So what's the secret to getting to interview? The firm's trainee solicitor recruitment manager Kirsten Davies explains that “some candidates copy and paste deals from our website, but we know that information already because, of course, we worked on those deals. What's more helpful is to let us know why they interest you, and how they match what you want from the job.” She also adds that “it's pointless to repeat what's on your CV already.” Instead, candidates should write a “punchy letter of motivation, covering no more than one side of A4.”
Candidates called back to the next stage come into the firm's offices for a morning or an afternoon session. This starts with an informal chat with Kirsten Davies. Candidates are interviewed by two partners separately and also have a tour of the firm conducted by trainees, including introductions to key members of the office. Kirsten Davies explains that “our assessments are very much a team thing here, so I will speak to the partners about my time with the candidates, and we'll also speak to the trainees who took them for coffee. More often than not everyone's on the same page.”
Candidates for the vacation scheme go through the same process of CV, covering letter and interview session as direct applicants for the training contract. Six to eight a year are selected to go on a two week placement at the firm in July. Kirsten Davies tells us that “they are allocated a supervisor and are fully immersed in the firm, as well as going for lunches and dinners with partners, outings with trainees, and educational tours such as going round Lloyds of London and the law courts. We aim to have a good balance so it's not about being wined and dined day in, day out.” Vac schemers get the generous sum of £500 a week for their trouble, as well as being considered for a training contract. Around half of Sullivan & Cromwell trainees so far have been through the vacation scheme.

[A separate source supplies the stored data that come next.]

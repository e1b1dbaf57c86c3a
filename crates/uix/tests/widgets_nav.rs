use anyhow::Result;
use dom::{Document, LayoutBox, NodeId};
use uix::widgets::{
    DropdownConfig, SelectConfig, TabConfig, init_dropdown, init_select, init_tab,
};

fn tab_page(doc: &mut Document) -> (Vec<NodeId>, Vec<NodeId>) {
    let root = doc.root();
    let container = doc.append_element(root, "div");
    doc.set_attr(container, "class", "tabs");
    let nav = doc.append_element(container, "ul");
    doc.set_attr(nav, "class", "tab__nav");

    let mut toggles = Vec::new();
    let mut sheets = Vec::new();
    for index in 0..3 {
        toggles.push(doc.append_element(nav, "a"));
        let sheet = doc.append_element(container, "div");
        doc.set_attr(sheet, "class", "tab__sheet");
        if index > 0 {
            doc.hide(sheet);
        }
        sheets.push(sheet);
    }
    (toggles, sheets)
}

#[test]
fn tab_activation_is_exclusive() -> Result<()> {
    let _ = env_logger::builder().is_test(true).try_init();

    let mut doc = Document::new();
    let (toggles, sheets) = tab_page(&mut doc);
    let handle = init_tab(&mut doc, ".tabs", &TabConfig::default())?
        .ok_or_else(|| anyhow::anyhow!("container not found"))?;

    doc.dispatch(toggles[1], "click");
    assert!(doc.has_class(toggles[1], "current"));
    assert!(!doc.has_class(toggles[0], "current"));
    assert!(doc.is_visible(sheets[1]));
    assert!(!doc.is_visible(sheets[0]));
    assert!(!doc.is_visible(sheets[2]));

    // Switching again moves both the class and the visible sheet.
    doc.dispatch(toggles[2], "click");
    assert!(!doc.has_class(toggles[1], "current"));
    assert!(doc.has_class(toggles[2], "current"));
    assert!(doc.is_visible(sheets[2]));
    assert!(!doc.is_visible(sheets[1]));

    handle.dispose(&mut doc);
    doc.dispatch(toggles[0], "click");
    assert!(!doc.has_class(toggles[0], "current"));
    Ok(())
}

#[test]
fn tab_missing_container_is_a_no_op() -> Result<()> {
    let mut doc = Document::new();
    assert!(init_tab(&mut doc, ".absent", &TabConfig::default())?.is_none());
    assert!(init_tab(&mut doc, "%%", &TabConfig::default()).is_err());
    Ok(())
}

#[test]
fn dropdown_positions_then_toggles_its_panel() -> Result<()> {
    let mut doc = Document::new();
    let root = doc.root();
    let container = doc.append_element(root, "div");
    doc.set_attr(container, "class", "dropdown");
    doc.set_layout_box(container, LayoutBox::new(0.0, 0.0, 120.0, 30.0));
    let trigger = doc.append_element(container, "a");
    doc.set_attr(trigger, "class", "dropdown__trigger");
    let content = doc.append_element(container, "div");
    doc.set_attr(content, "class", "dropdown__content");
    doc.hide(content);

    init_dropdown(&mut doc, ".dropdown", &DropdownConfig::default())?
        .ok_or_else(|| anyhow::anyhow!("container not found"))?;

    // Pre-positioned under the container at bind time.
    assert_eq!(doc.css_px(content, "width"), Some(118.0));
    assert_eq!(doc.css_px(content, "top"), Some(35.0));

    doc.dispatch(trigger, "click");
    assert!(doc.is_visible(content));
    doc.dispatch(trigger, "click");
    assert!(!doc.is_visible(content));
    Ok(())
}

#[test]
fn select_seeds_its_value_and_copies_the_picked_option() -> Result<()> {
    let mut doc = Document::new();
    let root = doc.root();
    let container = doc.append_element(root, "div");
    doc.set_attr(container, "class", "select");
    doc.set_layout_box(container, LayoutBox::new(0.0, 0.0, 200.0, 40.0));

    let toggle = doc.append_element(container, "a");
    doc.set_attr(toggle, "class", "select__trigger");
    let value_node = doc.append_element(toggle, "p");
    doc.set_attr(value_node, "data-placeholder", "Pick one");

    let content = doc.append_element(container, "ul");
    doc.set_attr(content, "class", "select__content");
    doc.hide(content);
    let option = doc.append_element(content, "a");
    doc.set_text(option, "Second choice");
    doc.set_attr(option, "data-val", "2");

    init_select(&mut doc, ".select", &SelectConfig::default())?
        .ok_or_else(|| anyhow::anyhow!("container not found"))?;

    // Empty value node starts from its placeholder text.
    assert_eq!(doc.text(value_node), "Pick one");
    assert_eq!(doc.css_px(content, "top"), Some(40.0));

    doc.dispatch(toggle, "click");
    assert!(doc.is_visible(content));
    assert!(doc.has_class(toggle, "active"));

    doc.dispatch(option, "click");
    assert_eq!(doc.text(value_node), "Second choice");
    assert_eq!(doc.attr(value_node, "data-val"), Some("2"));
    assert!(!doc.is_visible(content));
    assert!(!doc.has_class(toggle, "active"));
    Ok(())
}
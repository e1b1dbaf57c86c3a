//! CSS selector matching engine.
//! Spec: <https://www.w3.org/TR/selectors-3/>

use crate::{
    Combinator, ComplexSelector, CompoundSelector, ElementAdapter, SelectorList, SimpleSelector,
};

/// Match a selector list against an element.
/// Spec: Section 3, 4
pub fn matches_selector_list<A: ElementAdapter>(
    adapter: &A,
    element: A::Handle,
    list: &SelectorList,
) -> bool {
    list.selectors
        .iter()
        .any(|selector| matches_complex(adapter, element, selector))
}

/// Match a complex selector against an element.
/// Spec: Section 3, 11 — right-to-left matching with ancestor backtracking
/// for descendant combinators.
pub fn matches_complex<A: ElementAdapter>(
    adapter: &A,
    element: A::Handle,
    sel: &ComplexSelector,
) -> bool {
    let Some((combinator, rightmost)) = sel.rest.last() else {
        return matches_compound(adapter, element, &sel.first);
    };
    if !matches_compound(adapter, element, rightmost) {
        return false;
    }
    matches_left(adapter, element, sel, sel.rest.len() - 1, *combinator)
}

/// Match everything to the left of compound `index` in `sel`, given the
/// combinator that relates it to the already-matched element.
fn matches_left<A: ElementAdapter>(
    adapter: &A,
    element: A::Handle,
    sel: &ComplexSelector,
    index: usize,
    combinator: Combinator,
) -> bool {
    let (left_compound, left_combinator) = if index == 0 {
        (&sel.first, None)
    } else {
        let pair = &sel.rest[index - 1];
        (&pair.1, Some(pair.0))
    };

    match combinator {
        Combinator::Child => {
            let Some(parent) = adapter.parent(element) else {
                return false;
            };
            if !matches_compound(adapter, parent, left_compound) {
                return false;
            }
            match left_combinator {
                None => true,
                Some(next) => matches_left(adapter, parent, sel, index - 1, next),
            }
        }
        Combinator::Descendant => {
            let mut ancestor = adapter.parent(element);
            while let Some(candidate) = ancestor {
                if matches_compound(adapter, candidate, left_compound) {
                    match left_combinator {
                        None => return true,
                        Some(next) => {
                            if matches_left(adapter, candidate, sel, index - 1, next) {
                                return true;
                            }
                            // Backtrack: keep climbing for another candidate.
                        }
                    }
                }
                ancestor = adapter.parent(candidate);
            }
            false
        }
    }
}

/// Match a compound selector against a single element.
/// Spec: Section 5–8
pub fn matches_compound<A: ElementAdapter>(
    adapter: &A,
    element: A::Handle,
    compound: &CompoundSelector,
) -> bool {
    compound.simples.iter().all(|simple| match simple {
        SimpleSelector::Universal => true,
        SimpleSelector::Type(type_name) => {
            type_name.is_empty() || adapter.tag_name(element) == type_name.as_str()
        }
        SimpleSelector::Class(class_name) => adapter.has_class(element, class_name),
        SimpleSelector::Id(id_value) => adapter
            .element_id(element)
            .is_some_and(|value| value == id_value.as_str()),
        SimpleSelector::AttrExists(name) => adapter.attr(element, name).is_some(),
        SimpleSelector::AttrEquals { name, value } => adapter
            .attr(element, name)
            .is_some_and(|attr_value| attr_value == value.as_str()),
    })
}

#[cfg(test)]
mod tests {
    use super::*;
    use crate::parse_complex_selector;
    use std::collections::HashMap;

    /// A tiny fixed tree for matcher tests: nodes keyed by index.
    struct FakeTree {
        parents: HashMap<usize, usize>,
        tags: HashMap<usize, String>,
        ids: HashMap<usize, String>,
        classes: HashMap<usize, Vec<String>>,
        attrs: HashMap<usize, HashMap<String, String>>,
    }

    impl ElementAdapter for FakeTree {
        type Handle = usize;

        fn parent(&self, element: usize) -> Option<usize> {
            self.parents.get(&element).copied()
        }
        fn tag_name(&self, element: usize) -> &str {
            self.tags.get(&element).map_or("", String::as_str)
        }
        fn element_id(&self, element: usize) -> Option<&str> {
            self.ids.get(&element).map(String::as_str)
        }
        fn has_class(&self, element: usize, class: &str) -> bool {
            self.classes
                .get(&element)
                .is_some_and(|list| list.iter().any(|token| token == class))
        }
        fn attr(&self, element: usize, name: &str) -> Option<&str> {
            self.attrs
                .get(&element)
                .and_then(|map| map.get(name))
                .map(String::as_str)
        }
    }

    /// div#root > ul.tab__nav > li > a.lazy[data-src=x]
    fn fixture() -> FakeTree {
        let mut tree = FakeTree {
            parents: HashMap::new(),
            tags: HashMap::new(),
            ids: HashMap::new(),
            classes: HashMap::new(),
            attrs: HashMap::new(),
        };
        tree.tags.insert(0, "div".into());
        tree.ids.insert(0, "root".into());
        tree.tags.insert(1, "ul".into());
        tree.classes.insert(1, vec!["tab__nav".into()]);
        tree.parents.insert(1, 0);
        tree.tags.insert(2, "li".into());
        tree.parents.insert(2, 1);
        tree.tags.insert(3, "a".into());
        tree.classes.insert(3, vec!["lazy".into()]);
        tree.attrs
            .insert(3, HashMap::from([("data-src".into(), "x".into())]));
        tree.parents.insert(3, 2);
        tree
    }

    fn matches(tree: &FakeTree, element: usize, selector: &str) -> bool {
        matches_complex(tree, element, &parse_complex_selector(selector).unwrap())
    }

    #[test]
    fn matches_simple_selectors() {
        let tree = fixture();
        assert!(matches(&tree, 0, "#root"));
        assert!(matches(&tree, 1, ".tab__nav"));
        assert!(matches(&tree, 3, "a.lazy"));
        assert!(matches(&tree, 3, "[data-src]"));
        assert!(matches(&tree, 3, "[data-src=x]"));
        assert!(!matches(&tree, 3, "[data-src=y]"));
        assert!(!matches(&tree, 2, ".tab__nav"));
    }

    #[test]
    fn matches_combinators() {
        let tree = fixture();
        assert!(matches(&tree, 3, ".tab__nav a"));
        assert!(matches(&tree, 3, "#root a.lazy"));
        assert!(matches(&tree, 2, "ul > li"));
        assert!(matches(&tree, 3, "#root ul a"));
        assert!(!matches(&tree, 3, ".tab__nav > a"));
        assert!(!matches(&tree, 1, "li ul"));
    }
}
use anyhow::Result;
use dom::{Document, LayoutBox};
use uix::position::{PositionConfig, position};
use uix::{Error, Placement};

fn page() -> (Document, dom::NodeId, dom::NodeId) {
    let mut doc = Document::new();
    let root = doc.root();
    let tip = doc.append_element(root, "div");
    doc.set_attr(tip, "id", "tip");
    doc.set_layout_box(tip, LayoutBox::new(0.0, 0.0, 30.0, 10.0));
    let target = doc.append_element(root, "button");
    doc.set_attr(target, "id", "anchor");
    doc.set_layout_box(target, LayoutBox::new(100.0, 200.0, 50.0, 20.0));
    (doc, tip, target)
}

#[test]
fn bottom_left_sits_under_the_targets_left_edge() -> Result<()> {
    let _ = env_logger::builder().is_test(true).try_init();

    let (mut doc, tip, _) = page();
    position(
        &mut doc,
        &PositionConfig::new("#tip", "#anchor", Placement::BottomLeft),
    )?;
    assert_eq!(doc.css(tip, "position"), Some("absolute"));
    assert_eq!(doc.css_px(tip, "left"), Some(100.0));
    // Target bottom edge is 220, gapped by the default 1px offset.
    assert_eq!(doc.css_px(tip, "bottom"), Some(219.0));
    Ok(())
}

#[test]
fn centered_placements_split_the_width_difference() -> Result<()> {
    let (mut doc, tip, _) = page();
    position(
        &mut doc,
        &PositionConfig::new("#tip", "#anchor", Placement::TopCenter),
    )?;
    // Target center x is 125; the 30px tip starts 15px left of it.
    assert_eq!(doc.css_px(tip, "left"), Some(110.0));
    assert_eq!(doc.css_px(tip, "bottom"), Some(199.0));
    Ok(())
}

#[test]
fn right_top_hangs_off_the_targets_right_edge() -> Result<()> {
    let (mut doc, tip, _) = page();
    let mut config = PositionConfig::new("#tip", "#anchor", Placement::RightTop);
    config.offset = 4.0;
    position(&mut doc, &config)?;
    assert_eq!(doc.css_px(tip, "right"), Some(154.0));
    assert_eq!(doc.css_px(tip, "top"), Some(200.0));
    Ok(())
}

#[test]
fn missing_elements_are_a_silent_no_op() -> Result<()> {
    let (mut doc, tip, _) = page();
    position(
        &mut doc,
        &PositionConfig::new("#tip", "#gone", Placement::BottomLeft),
    )?;
    assert_eq!(doc.css(tip, "position"), None);
    Ok(())
}

#[test]
fn placement_codes_parse_strictly() {
    assert_eq!("bl".parse::<Placement>().ok(), Some(Placement::BottomLeft));
    assert!(matches!(
        "xx".parse::<Placement>(),
        Err(Error::UnknownPlacement(_))
    ));
}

Sullivan & Cromwell plays particularly close attention to grades. As Kirsten Davies tells us, “we take grades quite seriously, so that means we're looking for a high 2.1 or a First. We ask for a full percentage breakdown of academic results right the way through. We completely understand if there's the odd blip along the way but we do look for consistency.” Grades aside, she adds that the firm looks for “common sense, commercial aptitude, analytical skills, enthusiasm, resilience, initiative, and motivation to be part of the team at Sullivan & Cromwell. We have relatively small intakes so people are given a much higher level of responsibility, so it's also important trainees have the level of confidence to handle that level of work.”
Interview with training principal Ben Perry
Student Guide: September 2016 saw the firm's fourth ever trainee cohort arrive. Has the trainee programme changed at all based on the experiences of your first few intakes?
Ben Perry: We're always talking and thinking about what the trainee programme offers and delivers so we have seen a few changes; we now tend to take on six trainees rather than four and we've begun offering seats in specialist teams such as competition and tax. Those options have been a huge success since we rolled them out and they'll be available for all to join as we go forward.
SG: You recruit between four and six trainees but for the past couple of recruitment rounds you've taken on the higher of these two figures. Will you continue recruiting this number?
BP: At the present time I don't think we'd move beyond taking on six trainees per year. One of the successful elements of our training contract is the quality and degree of partner time our trainees receive and that's made possible by the small intake.
By 2017 we're hoping that 12 of our associates will have qualified with the firm through our trainee programme. In a few years' time the majority of our associates will hopefully be home-grown. Previously all the UK associates – myself included – had trained elsewhere, so we'll see a pretty significant shift take place in the next couple of years. Our first class of trainees have gone on to become successful associates at the firm which leaves us highly optimistic that our qualifiers will have long, successful careers with us.
SG: A large proportion of your trainees and NQs are Oxbridge educated. Are you focusing on those top institutions when recruiting?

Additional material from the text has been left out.